Yaleman Cobb's double life began three years ago on a business trip to Raleigh, where he met Linda Renfrew, then 31, a secretary who had won four beauty contests and divorced her husband. In August 1960, six months pregnant by Cobb, she moved into a house he rented for her. Cobb, known as "W. Edward Cobb," showed up in Roanoke only sporadically --he was thought to be an insurance claims adjuster and aircraft inspector whose work kept him traveling. In Morganton, where he was actually a successful lumber broker, he explained his frequent absences to his wife of 19 years and to his adopted son by pleading the pressures of business and politicking. He shuttled back and forth between both homes like an airborne Alec Guinness, and fathered two children by Linda.

Spotted. Success was his undoing. When his picture ran in TIME, July 13,* as North Carolina's G.O.P. chairman and one of the South's rising young Republicans, it was spotted by a neighbor in Roanoke. She called the Roanoke Times, which enlisted the aid of the Charlotte (N.C.) Observer. Last week two Observer reporters buttonholed Cobb as he was leaving a G.O.P. meeting in Morganton.

Cobb invited them into his station wagon for a chat and, after they confronted him with curious similarities in the two lives, finally said with the hapless resignation of a man awakened from a beautiful dream: "Let's stop kidding around, fellows. You know the truth." Soon he issued a public statement: "I hold a deep affection for my legal wife and adopted son. I hold a deep affection for the mother of my two young natural sons. I intend to resign." He quit both the senatorial race and the state chairmanship.

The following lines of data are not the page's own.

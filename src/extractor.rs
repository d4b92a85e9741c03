use crate::message::CandidateEmail;
use crate::signature::{AirlineSignature, GENERIC_FLIGHT_PATTERNS, SIGNATURES};

use regex::Regex;
use std::collections::HashMap;

/// One flight leg pulled out of a confirmation body.
#[derive(Debug, Clone, PartialEq, Eq, PartialOrd, Ord, Hash)]
pub struct FlightLeg {
    /// Carrier code plus number, normalized to uppercase without spaces.
    pub number: String,
    /// Date string as printed in the email.
    pub date: String,
    pub route: Option<String>,
}

impl FlightLeg {
    /// Stable identifier used for flight-set comparison and history records.
    pub fn id(&self) -> String {
        match &self.route {
            Some(route) => format!("{} {} {}", self.number, self.date, route),
            None => format!("{} {}", self.number, self.date),
        }
    }
}

/// Outcome of classifying one candidate against the signature table.
#[derive(Debug, Clone)]
pub struct ExtractionResult {
    pub airline: String,
    /// Normalized (uppercase, no whitespace) confirmation code, when one
    /// could be parsed. Absence is not an error.
    pub confirmation_code: Option<String>,
    /// Legs in order of appearance; multi-leg and round-trip bookings keep
    /// every leg.
    pub flights: Vec<FlightLeg>,
    pub confidence: f32,
}

/// Walks the airline signature table in priority order and extracts booking
/// details from the first matching signature. All patterns are compiled once
/// at construction.
pub struct Extractor {
    signatures: &'static [AirlineSignature],
    compiled_patterns: HashMap<&'static str, Regex>,
}

impl Extractor {
    pub fn new() -> anyhow::Result<Self> {
        let mut compiled_patterns = HashMap::new();
        for sig in SIGNATURES {
            for &pattern in sig
                .sender_patterns
                .iter()
                .chain(sig.subject_patterns)
                .chain(sig.negative_patterns)
                .chain(sig.code_patterns)
                .chain(sig.flight_patterns)
            {
                compile_into(&mut compiled_patterns, pattern)?;
            }
        }
        for &pattern in GENERIC_FLIGHT_PATTERNS {
            compile_into(&mut compiled_patterns, pattern)?;
        }

        Ok(Extractor {
            signatures: SIGNATURES,
            compiled_patterns,
        })
    }

    /// Classify a candidate. `None` means no signature matched, the terminal
    /// not-a-flight-email case.
    pub fn classify(&self, candidate: &CandidateEmail) -> Option<ExtractionResult> {
        let signature = self.match_signature(candidate)?;

        let confirmation_code = self.extract_code(signature, candidate);
        let flights = self.extract_flights(signature, &candidate.body);

        let mut confidence: f32 = if signature.name == "Generic" { 0.6 } else { 0.9 };
        if confirmation_code.is_some() {
            confidence += 0.05;
        }
        if !flights.is_empty() {
            confidence += 0.05;
        }

        log::debug!(
            "Classified '{}' as {} (code: {:?}, {} legs, confidence {:.2})",
            candidate.subject,
            signature.name,
            confirmation_code,
            flights.len(),
            confidence
        );

        Some(ExtractionResult {
            airline: signature.name.to_string(),
            confirmation_code,
            flights,
            confidence: confidence.min(1.0),
        })
    }

    /// First signature whose positive markers match and whose negative
    /// markers do not. Specific airlines come before the generic fallback,
    /// so a generic pattern can never shadow an airline row.
    fn match_signature(&self, candidate: &CandidateEmail) -> Option<&'static AirlineSignature> {
        self.signatures.iter().find(|sig| {
            let sender_match = sig
                .sender_patterns
                .iter()
                .any(|p| self.matches(p, &candidate.sender));
            let subject_match = sig
                .subject_patterns
                .iter()
                .any(|p| self.matches(p, &candidate.subject));
            if !sender_match || !subject_match {
                return false;
            }

            let negative = sig
                .negative_patterns
                .iter()
                .find(|p| self.matches(p, &candidate.subject));
            if let Some(marker) = negative {
                log::debug!(
                    "Signature {} vetoed by marketing marker {marker:?} on '{}'",
                    sig.name,
                    candidate.subject
                );
                return false;
            }
            true
        })
    }

    /// Run the airline's code patterns over subject then body; the first
    /// capture wins. Whitespace is stripped and the code forced uppercase.
    fn extract_code(
        &self,
        signature: &AirlineSignature,
        candidate: &CandidateEmail,
    ) -> Option<String> {
        for pattern in signature.code_patterns {
            let Some(re) = self.compiled_patterns.get(*pattern) else {
                continue;
            };
            for text in [&candidate.subject, &candidate.body] {
                if let Some(caps) = re.captures(text) {
                    if let Some(code) = caps.get(1) {
                        return Some(normalize_code(code.as_str()));
                    }
                }
            }
        }
        None
    }

    /// Airline-specific flight patterns first; when they produce nothing the
    /// shared generic patterns run. Legs keep their order of appearance,
    /// duplicates dropped.
    fn extract_flights(&self, signature: &AirlineSignature, body: &str) -> Vec<FlightLeg> {
        let specific = self.run_flight_patterns(signature.flight_patterns, body);
        if !specific.is_empty() {
            return specific;
        }
        self.run_flight_patterns(GENERIC_FLIGHT_PATTERNS, body)
    }

    fn run_flight_patterns(&self, patterns: &[&'static str], body: &str) -> Vec<FlightLeg> {
        let mut legs: Vec<FlightLeg> = Vec::new();
        for pattern in patterns {
            let Some(re) = self.compiled_patterns.get(*pattern) else {
                continue;
            };
            for caps in re.captures_iter(body) {
                let (Some(number), Some(date)) = (caps.get(1), caps.get(2)) else {
                    continue;
                };
                let leg = FlightLeg {
                    number: number.as_str().replace(char::is_whitespace, "").to_uppercase(),
                    date: date.as_str().trim().to_string(),
                    route: caps.get(3).map(|r| r.as_str().trim().to_string()),
                };
                if !legs.contains(&leg) {
                    legs.push(leg);
                }
            }
        }
        legs
    }

    fn matches(&self, pattern: &str, text: &str) -> bool {
        self.compiled_patterns
            .get(pattern)
            .map(|re| re.is_match(text))
            .unwrap_or(false)
    }
}

fn compile_into(
    patterns: &mut HashMap<&'static str, Regex>,
    pattern: &'static str,
) -> anyhow::Result<()> {
    if !patterns.contains_key(pattern) {
        let regex = Regex::new(pattern)
            .map_err(|e| anyhow::anyhow!("Invalid signature pattern '{}': {}", pattern, e))?;
        patterns.insert(pattern, regex);
    }
    Ok(())
}

fn normalize_code(code: &str) -> String {
    code.chars()
        .filter(|c| !c.is_whitespace())
        .collect::<String>()
        .to_uppercase()
}
//! Flight summary report: forwarded bookings grouped by month, rendered as
//! plain text or JSON from the history store.

use crate::history::HistoryStore;

use lazy_static::lazy_static;
use regex::Regex;
use serde_json::json;
use std::collections::BTreeMap;
use std::str::FromStr;

#[derive(Debug, Clone, Copy, PartialEq, Eq)]
pub enum ReportFormat {
    Text,
    Json,
}

impl FromStr for ReportFormat {
    type Err = anyhow::Error;

    fn from_str(s: &str) -> Result<Self, Self::Err> {
        match s.to_lowercase().as_str() {
            "text" => Ok(ReportFormat::Text),
            "json" => Ok(ReportFormat::Json),
            other => anyhow::bail!("unknown report format '{other}' (expected text or json)"),
        }
    }
}

lazy_static! {
    static ref ISO_DATE: Regex = Regex::new(r"(\d{4})-(\d{2})-\d{2}").unwrap();
    static ref NAMED_DATE: Regex =
        Regex::new(r"(Jan|Feb|Mar|Apr|May|Jun|Jul|Aug|Sep|Oct|Nov|Dec)[a-z]*\.?\s+\d{1,2},?\s+(\d{4})").unwrap();
}

const MONTH_NAMES: [&str; 12] = [
    "January",
    "February",
    "March",
    "April",
    "May",
    "June",
    "July",
    "August",
    "September",
    "October",
    "November",
    "December",
];

/// (year, month, display name) for one flight identifier; flights whose
/// date cannot be read sort into a final "Unknown" bucket.
fn month_of(flight: &str) -> (i32, u32, String) {
    if let Some(caps) = ISO_DATE.captures(flight) {
        let year: i32 = caps[1].parse().unwrap_or(9999);
        let month: u32 = caps[2].parse().unwrap_or(0);
        if (1..=12).contains(&month) {
            let name = MONTH_NAMES[month as usize - 1];
            return (year, month, format!("{name} {year}"));
        }
    }
    if let Some(caps) = NAMED_DATE.captures(flight) {
        let year: i32 = caps[2].parse().unwrap_or(9999);
        if let Some(month) = MONTH_NAMES
            .iter()
            .position(|name| name.starts_with(&caps[1]))
        {
            let name = MONTH_NAMES[month];
            return (year, month as u32 + 1, format!("{name} {year}"));
        }
    }
    (9999, 0, "Unknown".to_string())
}

struct ReportLine {
    airline: String,
    code: String,
    flight: String,
}

fn grouped(store: &HistoryStore) -> BTreeMap<(i32, u32, String), Vec<ReportLine>> {
    let mut months: BTreeMap<(i32, u32, String), Vec<ReportLine>> = BTreeMap::new();

    for (key, record) in store.confirmation_records() {
        let (airline, code) = key.split_once(':').unwrap_or((key.as_str(), ""));
        for flight in &record.flights {
            months.entry(month_of(flight)).or_default().push(ReportLine {
                airline: airline.to_string(),
                code: code.to_string(),
                flight: flight.clone(),
            });
        }
    }

    for lines in months.values_mut() {
        lines.sort_by(|a, b| a.flight.cmp(&b.flight));
    }
    months
}

pub fn render(store: &HistoryStore, format: ReportFormat) -> String {
    let months = grouped(store);

    match format {
        ReportFormat::Text => {
            let mut out = String::from("Flight summary\n==============\n");
            if months.is_empty() {
                out.push_str("\nNo forwarded flights on record.\n");
                return out;
            }
            for ((_, _, name), lines) in &months {
                out.push_str(&format!("\n{name}\n"));
                for line in lines {
                    out.push_str(&format!(
                        "  {} {}: {}\n",
                        line.airline, line.code, line.flight
                    ));
                }
            }
            out
        }
        ReportFormat::Json => {
            let months: Vec<_> = months
                .iter()
                .map(|((_, _, name), lines)| {
                    json!({
                        "month": name,
                        "flights": lines
                            .iter()
                            .map(|line| {
                                json!({
                                    "airline": line.airline,
                                    "code": line.code,
                                    "flight": line.flight,
                                })
                            })
                            .collect::<Vec<_>>(),
                    })
                })
                .collect();
            serde_json::to_string_pretty(&json!({ "months": months }))
                .unwrap_or_else(|_| "{}".to_string())
        }
    }
}
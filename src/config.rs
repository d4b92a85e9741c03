use serde::{Deserialize, Serialize};

#[derive(Debug, Clone, Serialize, Deserialize)]
pub struct Config {
    /// Root directory of the local mailbox; each folder is a subdirectory
    /// containing `.eml` files.
    pub mailbox_dir: String,
    /// Folders scanned in order.
    pub check_folders: Vec<String>,
    /// Only messages received within the last `days_back` days are considered.
    pub days_back: i64,
    /// Destination address every confirmed booking is forwarded to.
    pub forward_to: String,
    /// Path of the persisted forwarding history.
    pub history_path: String,
    /// Directory the forwarding sender delivers raw messages into.
    pub outbox_dir: String,
}

impl Default for Config {
    fn default() -> Self {
        Config {
            mailbox_dir: "mail".to_string(),
            check_folders: vec!["INBOX".to_string()],
            days_back: 30,
            forward_to: "track@my.flightyapp.com".to_string(),
            history_path: "history.json".to_string(),
            outbox_dir: "outbox".to_string(),
        }
    }
}

impl Config {
    pub fn from_file(path: &str) -> anyhow::Result<Self> {
        let content = std::fs::read_to_string(path)?;
        let config: Config = serde_yaml::from_str(&content)?;
        Ok(config)
    }

    pub fn to_file(&self, path: &str) -> anyhow::Result<()> {
        let content = serde_yaml::to_string(self)?;
        std::fs::write(path, content)?;
        Ok(())
    }
}
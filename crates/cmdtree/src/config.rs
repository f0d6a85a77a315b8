//! Run configuration

/// Version shown when the embedding program does not set one
pub const DEFAULT_VERSION: &str = "<dev>";

/// Settings supplied by the embedding program for one run
#[derive(Debug, Clone, PartialEq, Eq)]
pub struct Config {
    version: String,
    program_name: Option<String>,
}

impl Default for Config {
    fn default() -> Self {
        Self::new()
    }
}

impl Config {
    pub fn new() -> Self {
        Self {
            version: DEFAULT_VERSION.to_string(),
            program_name: None,
        }
    }

    /// Version printed by `--version` and in the root's help
    pub fn with_version(mut self, version: impl Into<String>) -> Self {
        self.version = version.into();
        self
    }

    /// Root display name. Overrides the name taken from `argv[0]`.
    pub fn with_program_name(mut self, name: impl Into<String>) -> Self {
        self.program_name = Some(name.into());
        self
    }

    pub fn version(&self) -> &str {
        &self.version
    }

    pub fn program_name(&self) -> Option<&str> {
        self.program_name.as_deref()
    }
}

#[cfg(test)]
mod tests {
    use super::*;

    #[test]
    fn test_defaults() {
        let config = Config::default();
        assert_eq!(config.version(), "<dev>");
        assert_eq!(config.program_name(), None);
    }

    #[test]
    fn test_builder() {
        let config = Config::new().with_version("2.0.1").with_program_name("tool");
        assert_eq!(config.version(), "2.0.1");
        assert_eq!(config.program_name(), Some("tool"));
    }
}
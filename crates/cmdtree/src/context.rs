//! Per-call execution context threaded through dispatch

use std::cell::{RefCell, RefMut};
use std::fmt;
use std::io::{self, Write};
use std::rc::Rc;

use crate::command::Node;
use crate::dispatch::EXIT_USAGE;
use crate::flags::{FlagSet, FlagValue, FlagValues};
use crate::help;

/// Output and error streams shared by every context of one run
pub struct Streams {
    out: RefCell<Box<dyn Write>>,
    err: RefCell<Box<dyn Write>>,
}

impl Streams {
    pub fn new(out: impl Write + 'static, err: impl Write + 'static) -> Self {
        Self {
            out: RefCell::new(Box::new(out)),
            err: RefCell::new(Box::new(err)),
        }
    }

    /// The process's standard output and standard error
    pub fn stdio() -> Self {
        Self::new(io::stdout(), io::stderr())
    }

    /// In-memory streams, returned with handles for reading them back
    pub fn buffered() -> (Self, Buffer, Buffer) {
        let out = Buffer::default();
        let err = Buffer::default();
        (Self::new(out.clone(), err.clone()), out, err)
    }

    pub(crate) fn write_out(&self, text: &str) {
        emit(&self.out, text);
    }

    pub(crate) fn write_err(&self, text: &str) {
        emit(&self.err, text);
    }
}

impl fmt::Debug for Streams {
    fn fmt(&self, f: &mut fmt::Formatter<'_>) -> fmt::Result {
        f.debug_struct("Streams").finish_non_exhaustive()
    }
}

/// Write a whole block at once. Failures are logged, not propagated: there
/// is nowhere left to report them.
fn emit(target: &RefCell<Box<dyn Write>>, text: &str) {
    let Ok(mut writer) = target.try_borrow_mut() else {
        tracing::warn!("output stream is already borrowed, dropping {} bytes", text.len());
        return;
    };
    if let Err(err) = writer
        .write_all(text.as_bytes())
        .and_then(|_| writer.flush())
    {
        tracing::warn!(error = %err, "failed to write output");
    }
}

/// Cloneable in-memory sink
#[derive(Debug, Clone, Default)]
pub struct Buffer(Rc<RefCell<Vec<u8>>>);

impl Buffer {
    pub fn contents(&self) -> String {
        String::from_utf8_lossy(&self.0.borrow()).into_owned()
    }
}

impl Write for Buffer {
    fn write(&mut self, buf: &[u8]) -> io::Result<usize> {
        self.0.borrow_mut().extend_from_slice(buf);
        Ok(buf.len())
    }

    fn flush(&mut self) -> io::Result<()> {
        Ok(())
    }
}

/// Values every context of a run shares
pub(crate) struct Shared<'a, S> {
    pub(crate) version: &'a str,
    pub(crate) scope: &'a S,
    pub(crate) streams: &'a Streams,
}

impl<S> Clone for Shared<'_, S> {
    fn clone(&self) -> Self {
        *self
    }
}

impl<S> Copy for Shared<'_, S> {}

/// Everything a command sees while it runs: its full path, its parsed flags,
/// a usage printer bound to this command, the output streams and the scope
/// value the caller passed to [`Tree::run`](crate::Tree::run).
///
/// A fresh context is built for every command on the resolved path; child
/// contexts can read their ancestors through [`ExecutionContext::parent`].
pub struct ExecutionContext<'a, S = ()> {
    pub(crate) full_path: String,
    pub(crate) node: &'a Node<S>,
    pub(crate) flag_set: FlagSet,
    pub(crate) flags: FlagValues,
    pub(crate) parent: Option<&'a ExecutionContext<'a, S>>,
    pub(crate) shared: Shared<'a, S>,
}

impl<'a, S> ExecutionContext<'a, S> {
    pub(crate) fn new(
        full_path: String,
        node: &'a Node<S>,
        flag_set: FlagSet,
        parent: Option<&'a ExecutionContext<'a, S>>,
        shared: Shared<'a, S>,
    ) -> Self {
        Self {
            full_path,
            node,
            flag_set,
            flags: FlagValues::default(),
            parent,
            shared,
        }
    }

    /// Space-joined command names from the root to this command
    pub fn full_path(&self) -> &str {
        &self.full_path
    }

    /// This command's parsed flags
    pub fn flags(&self) -> &FlagValues {
        &self.flags
    }

    /// Look a flag up on this command, then on each ancestor in turn
    pub fn lookup_flag(&self, name: &str) -> Option<&FlagValue> {
        self.flags
            .get(name)
            .or_else(|| self.parent.and_then(|p| p.lookup_flag(name)))
    }

    pub fn parent(&self) -> Option<&'a ExecutionContext<'a, S>> {
        self.parent
    }

    pub fn is_root(&self) -> bool {
        self.parent.is_none()
    }

    pub fn version(&self) -> &'a str {
        self.shared.version
    }

    /// Caller-supplied scope (cancellation, timeouts, runtime handles).
    /// Passed through untouched.
    pub fn scope(&self) -> &'a S {
        self.shared.scope
    }

    /// Standard output of this run
    ///
    /// # Panics
    ///
    /// Panics if the stream is already borrowed.
    pub fn stdout(&self) -> RefMut<'a, Box<dyn Write>> {
        self.shared.streams.out.borrow_mut()
    }

    /// Standard error of this run
    ///
    /// # Panics
    ///
    /// Panics if the stream is already borrowed.
    pub fn stderr(&self) -> RefMut<'a, Box<dyn Write>> {
        self.shared.streams.err.borrow_mut()
    }

    /// Help text for this command
    pub fn help_text(&self) -> String {
        let version = self.is_root().then_some(self.shared.version);
        help::render(self.node, &self.flag_set, &self.full_path, version)
    }

    /// Print this command's help to the error stream
    pub fn usage(&self) {
        self.shared.streams.write_err(&self.help_text());
    }

    /// Print `msg`, a blank line and this command's help to the error
    /// stream. Returns the usage-error status, so leaves can
    /// `return ctx.help("...")`.
    pub fn help(&self, msg: impl fmt::Display) -> i32 {
        self.shared
            .streams
            .write_err(&format!("{}\n\n{}", msg, self.help_text()));
        EXIT_USAGE
    }
}

impl<S> fmt::Debug for ExecutionContext<'_, S> {
    fn fmt(&self, f: &mut fmt::Formatter<'_>) -> fmt::Result {
        f.debug_struct("ExecutionContext")
            .field("full_path", &self.full_path)
            .field("flags", &self.flags)
            .field("root", &self.is_root())
            .finish_non_exhaustive()
    }
}

#[cfg(test)]
mod tests {
    use super::*;

    #[test]
    fn test_buffered_streams() {
        let (streams, out, err) = Streams::buffered();
        streams.write_out("hello\n");
        streams.write_err("oops\n");
        streams.write_err("again\n");
        assert_eq!(out.contents(), "hello\n");
        assert_eq!(err.contents(), "oops\nagain\n");
    }

    #[test]
    fn test_write_while_borrowed_is_dropped() {
        let (streams, _out, err) = Streams::buffered();
        let guard = streams.err.borrow_mut();
        streams.write_err("lost\n");
        drop(guard);
        streams.write_err("kept\n");
        assert_eq!(err.contents(), "kept\n");
    }
}
//! examplecli - A small program built on cmdtree
//!
//! Usage:
//!   examplecli [-fail N] ls [-l] <dir>
//!
//! `ls` shells out to the system `ls` under a ten second timeout. The
//! timeout runs on a tokio runtime whose handle is the command scope.

use std::io::Write;
use std::process::{ExitStatus, Stdio};
use std::time::Duration;

use anyhow::{Context, Result};
use cmdtree::{BuildError, CommandSpec, Config, ExecutionContext, Tree};
use colored::Colorize;
use tokio::process::Command;
use tokio::runtime::{Handle, Runtime};
use tracing_subscriber::EnvFilter;

const LS_TIMEOUT: Duration = Duration::from_secs(10);

fn main() -> Result<()> {
    // Logs go to stderr; stdout belongs to the commands
    tracing_subscriber::fmt()
        .with_env_filter(EnvFilter::from_default_env())
        .with_writer(std::io::stderr)
        .init();

    let runtime = Runtime::new().context("failed to start tokio runtime")?;
    let tree = build_tree().context("invalid command tree")?;
    let config = Config::new().with_version(version());

    let status = tree.run(&config, runtime.handle());
    std::process::exit(status);
}

/// Release builds can stamp a version with `EXAMPLECLI_VERSION=...`
fn version() -> &'static str {
    option_env!("EXAMPLECLI_VERSION").unwrap_or(env!("CARGO_PKG_VERSION"))
}

fn build_tree() -> Result<Tree<Handle>, BuildError> {
    Tree::branch(
        CommandSpec::new("examplecli")
            .description("my awesome description.")
            .flags(|f| {
                f.int("fail", 0, "exit with given status");
            }),
        |root| {
            root.leaf(
                CommandSpec::new("ls")
                    .args_usage("<dir>")
                    .description("my super awesome desc.")
                    .flags(|f| {
                        f.bool("l", false, "long declaration");
                    }),
                ls,
            )?;
            Ok(())
        },
    )
}

fn ls(ctx: &ExecutionContext<'_, Handle>, args: &[String]) -> i32 {
    if args.len() != 1 {
        return ctx.help("you must provide a single argument");
    }

    let mut cmd = Command::new("ls");
    if ctx.flags().get_bool("l").unwrap_or(false) {
        cmd.arg("-l");
    }
    cmd.arg(&args[0])
        .stdin(Stdio::inherit())
        .stdout(Stdio::inherit())
        .stderr(Stdio::inherit())
        .kill_on_drop(true);

    tracing::debug!(dir = %args[0], "running ls");

    let outcome: std::io::Result<Option<ExitStatus>> = ctx.scope().block_on(async {
        let mut child = cmd.spawn()?;
        match tokio::time::timeout(LS_TIMEOUT, child.wait()).await {
            Ok(status) => status.map(Some),
            // Child is killed when dropped
            Err(_) => Ok(None),
        }
    });

    let status = match outcome {
        Ok(Some(status)) => status,
        Ok(None) => {
            report(
                &mut *ctx.stderr(),
                format_args!("ls timed out after {} seconds", LS_TIMEOUT.as_secs()),
            );
            return 1;
        }
        Err(err) => {
            report(&mut *ctx.stderr(), format_args!("failed to run ls: {}", err));
            return 1;
        }
    };

    if !status.success() {
        return status.code().unwrap_or(1);
    }
    ctx.lookup_flag("fail")
        .and_then(|v| v.as_int())
        .map_or(0, exit_code)
}

/// Map a requested `-fail` value onto a process exit status. Values outside
/// 0..=255 would wrap, so they collapse to 1.
fn exit_code(fail: i64) -> i32 {
    u8::try_from(fail).map_or(1, i32::from)
}

fn report(out: &mut dyn Write, msg: std::fmt::Arguments<'_>) {
    if let Err(err) = writeln!(out, "{} {}", "error:".red(), msg) {
        tracing::warn!(error = %err, "failed to write error message");
    }
}
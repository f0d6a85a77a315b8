//! cmdtree - Declarative command trees for command-line programs
//!
//! Declare commands once, as a tree of branches and leaves, and get argument
//! dispatch, per-command flag parsing and generated help text from the same
//! declarations.
//!
//! ```no_run
//! use cmdtree::{CommandSpec, Config, Tree};
//!
//! let tree = Tree::branch(CommandSpec::new("app").description("An example."), |c| {
//!     c.leaf(
//!         CommandSpec::new("ls")
//!             .args_usage("<dir>")
//!             .flags(|f| {
//!                 f.bool("l", false, "long listing");
//!             }),
//!         |ctx, args| {
//!             println!("ls -l={:?} {:?}", ctx.flags().get_bool("l"), args);
//!             0
//!         },
//!     )?;
//!     Ok(())
//! })?;
//!
//! let status = tree.run(&Config::new().with_version("1.0.0"), &());
//! std::process::exit(status);
//! # Ok::<(), cmdtree::BuildError>(())
//! ```

pub mod command;
pub mod config;
pub mod context;
pub mod dispatch;
pub mod error;
pub mod flags;
pub mod help;

pub use command::{Branch, Children, CommandSpec, Leaf, Node, RunFn, Tree};
pub use config::Config;
pub use context::{Buffer, ExecutionContext, Streams};
pub use dispatch::EXIT_USAGE;
pub use error::{BuildError, FlagError};
pub use flags::{FlagDeclaration, FlagKind, FlagSet, FlagValue, FlagValues, Parsed};
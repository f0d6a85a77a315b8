use assert_cmd::Command;
use predicates::prelude::*;
use tempfile::TempDir;

fn examplecli() -> Command {
    Command::new(assert_cmd::cargo::cargo_bin!("examplecli"))
}

fn scratch_dir() -> TempDir {
    let dir = TempDir::new().unwrap();
    std::fs::write(dir.path().join("hello.txt"), "hi").unwrap();
    dir
}

#[test]
fn test_ls_lists_directory() {
    let dir = scratch_dir();
    examplecli()
        .arg("ls")
        .arg(dir.path())
        .assert()
        .success()
        .stdout(predicate::str::contains("hello.txt"));
}

#[test]
fn test_ls_long_listing() {
    let dir = scratch_dir();
    examplecli()
        .args(["ls", "-l"])
        .arg(dir.path())
        .assert()
        .success()
        .stdout(predicate::str::contains("hello.txt"))
        .stdout(predicate::str::contains("total"));
}

#[test]
fn test_fail_flag_overrides_status() {
    let dir = scratch_dir();
    examplecli()
        .args(["-fail", "3", "ls"])
        .arg(dir.path())
        .assert()
        .code(3);
}

#[test]
fn test_fail_flag_out_of_range() {
    let dir = scratch_dir();
    for fail in ["256", "4294967296", "-1"] {
        examplecli()
            .args(["-fail", fail, "ls"])
            .arg(dir.path())
            .assert()
            .code(1);
    }
}

#[test]
fn test_fail_flag_keeps_ls_failure() {
    let dir = scratch_dir();
    examplecli()
        .args(["-fail", "3", "ls"])
        .arg(dir.path().join("does-not-exist"))
        .assert()
        .failure()
        .code(predicate::ne(3));
}

#[test]
fn test_ls_missing_directory_fails() {
    let dir = scratch_dir();
    examplecli()
        .arg("ls")
        .arg(dir.path().join("does-not-exist"))
        .assert()
        .failure();
}

#[test]
fn test_version() {
    examplecli()
        .arg("--version")
        .assert()
        .success()
        .stdout(format!("{}\n", env!("CARGO_PKG_VERSION")))
        .stderr("");
}

#[test]
fn test_missing_subcommand() {
    examplecli()
        .assert()
        .code(1)
        .stdout("")
        .stderr(predicate::str::starts_with(
            "please provide a subcommand\n\nUsage:\n\texamplecli [flags...] <subcmd>\n",
        ));
}

#[test]
fn test_unknown_subcommand() {
    examplecli()
        .arg("lsx")
        .assert()
        .code(1)
        .stderr(predicate::str::contains("unknown subcommand: \"lsx\""))
        .stderr(predicate::str::contains("Version: "))
        .stderr(predicate::str::contains("my awesome description."))
        .stderr(predicate::str::contains(
            "Subcommands:\n  ls    [flags...] <dir>    my super awesome desc.\n",
        ));
}

#[test]
fn test_ls_without_argument() {
    examplecli()
        .arg("ls")
        .assert()
        .code(1)
        .stderr(predicate::str::starts_with(
            "you must provide a single argument\n\nUsage:\n\texamplecli ls [flags...] <dir>\n",
        ));
}

#[test]
fn test_undefined_flag() {
    examplecli()
        .args(["ls", "-x", "."])
        .assert()
        .code(1)
        .stderr(predicate::str::starts_with(
            "flag provided but not defined: -x\n",
        ));
}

Inevitable Change. In Morganton, the legal Mrs. Cobb, who had known nothing about the other woman, sent out the conventional message that she planned to "stand by" her husband. In Roanoke, Linda Renfrew, 34, said that she meant to keep her children, "sink or swim." She had known all along about Cobb's wife, but added that life in Roanoke had been "quiet and normal, while feeding the babies." But, of course, "it is inevitable that there will be a change." As for William E. (or W. Edward) Cobb, he had a hard choice to make--and he made it sadly. Said he: "This relationship with Linda will be terminated."

* Cobb was not particularly worried when he found that TIME was including him in its story, but he did not know his picture would be used. "I didn't even know they had the picture," he said later, "although I should have realized that one was available to them. The picture is what really hurt."